L’œuvre de Nabila Farès, un alliage rare d’éthique et de style

 « J'ai toujours vingt ans pour servir », assure la présidente d'Acsauvel et « moukhtara » de Rabieh.

Nabila Farès : simplicité, pudeur, vérité.

«Chacun de nous cache au fond de lui-même une tragédie, mais rien ne te grandit comme la tragédie!» Nabila Farès se confie. Elle lance là une maxime qui la résume parfaitement. «Moukhtara» de Rabieh depuis 1985, présidente de l'Association civile pour la sauvegarde de l'enfant libanais (Acsauvel) depuis 2003, Nabila Farès a été forgée par un drame qui changea sa vie et dont elle fait le récit dans l'un des six livres composant ses œuvres complètes, joliment intitulées Kalimat moukhtara (jeu de mots libanais entre «paroles de moukhtara» et «mots
choisis»), parues en deux volumes chez Naufal.
La vie de Nabila Hanna Jabbour, présidente de la municipalité de Lattaquié, bascula à un très jeune âge, à la suite d'une chute grave que fit sa sœur aînée, Noha, et dans laquelle fut entraînée sa mère enceinte. Il en résulta une diminution permanente des facultés intellectuelles de sa sœur qui a souffert d'une lésion cérébrale, et une fausse couche qui s'est compliquée et a gardé sa mère alitée. «J'ai été séparée très tôt de ma sœur, confie-t-elle. C'était une enfant admirable. Mes parents ont remué ciel et terre pour la guérir.
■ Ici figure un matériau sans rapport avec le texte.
//! Batch file loading and validation.
//!
//! - `model.rs`: the TOML-backed data model
//! - `loader.rs`: read + parse from disk
//! - `validate.rs`: semantic checks

pub mod loader;
pub mod model;
pub mod validate;

pub use loader::{load_and_validate, load_from_path};
pub use model::{
    AcquisitionSection, BatchConfig, FixedMonthTaskConfig, FlightTaskConfig, Holiday,
    HolidayTaskConfig, RetrySection, RouteTemplate, TaskSection,
};
pub use validate::{require_command, validate_config};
Pas un couvent qu'ils n'aient été visité, pas un saint qu'ils n'aient invoqué. Ma mère s'est même rendue en France pour consulter de grands spécialistes. En vain.»
Ce fut sa tante restée célibataire, Ketty, qui prit en charge l'éducation de la petite Nabila. Présidente d'une association de défense des droits de la femme, elle transmit à sa nièce son sens de la justice et l'encouragea à suivre des études universitaires. À une époque où la femme était considérée comme socialement inférieure à l'homme, elle aida la jeune fille à surmonter son chagrin et sa solitude, à regagner son équilibre après le drame et à devenir la femme dynamique qu'elle est aujourd'hui. Une grande dame qui jouit de la considération de tous, à commencer par celle de ses quatre enfants et qui, en 1985, a été la première femme au Liban à assumer la fonction de «moukhtara». Mais le léger voile de tristesse que l'on voit passer devant ses yeux, pendant qu'elle évoque ce passé, et des précautions de langage sont là pour dire que certaines blessures sont inguérissables et que le «non-dit» continuera d'alourdir son cœur. «Je n'ai pas vécu avec ma mère», dira-t-elle à deux reprises, au cours de notre entretien.
Simplicité, pudeur, vérité caractérisent la prose intimiste de cette femme qui, tout au long de sa vie et de son action sociale, se plut à écrire, d'abord pour elle-même, puis pour les autres. Longtemps, elle tint une chronique dans la page culturelle du quotidien al-Anwar. Son style, celui du «simple inimitable», célèbre dans la littérature arabe, y fit merveille. Charles Hélou rendit hommage en son temps à cet alliage rare «de l'éthique et du style» qui caractérisent ses œuvres et sa personne.
Plusieurs décennies de travail social ininterrompu sont cachées dans ces deux tomes écrits notamment pour baliser l'avenir, mettre en garde une jeune génération contre ce qui la menace. «J'ai envie que les jeunes lisent les textes qui parlent de notre patrimoine libanais, d'éthique, de franchise et de droiture, de compassions et d'amour», dit-elle. Mais les pièces maîtresses de ces deux volumes agréables et très bien présentés restent le pudique récit autobiographique de son auteur et celui qu'elle a consacré à son modèle de femme, sa tante.
L'ouvrage rend aussi compte de l'espérance qui anime Nabila Farès au service des enfants à besoins spéciaux, encadrés par Acsauvel, qu'elle préside depuis 2003, et l'école créée pour leur assurer un avenir. «Mon amour pour les enfants à besoins spéciaux est quelque chose qui sort du cœur. Ce n'est ni de la comédie ni un hobby», se défend-elle, dans une référence à sa longue familiarité avec la sœur qu'elle perdit. Cette sympathie transparaît dans le récit intitulé «Souvenirs de Wassim», où elle s'identifie à ceux qu'un auteur n'a pas hésité à appeler «les petits verbes de Dieu».
«J'ai appris à aimer jusqu'à l'ivresse, en dépit de mes blessures. J'ai été privée d'une sœur, mais toutes les personnes amies sont devenues mes frères et sœurs. J'ai été entourée d'amour. Je ne reproche rien à personne. J'ai toujours vingt ans pour servir», lance-t-elle.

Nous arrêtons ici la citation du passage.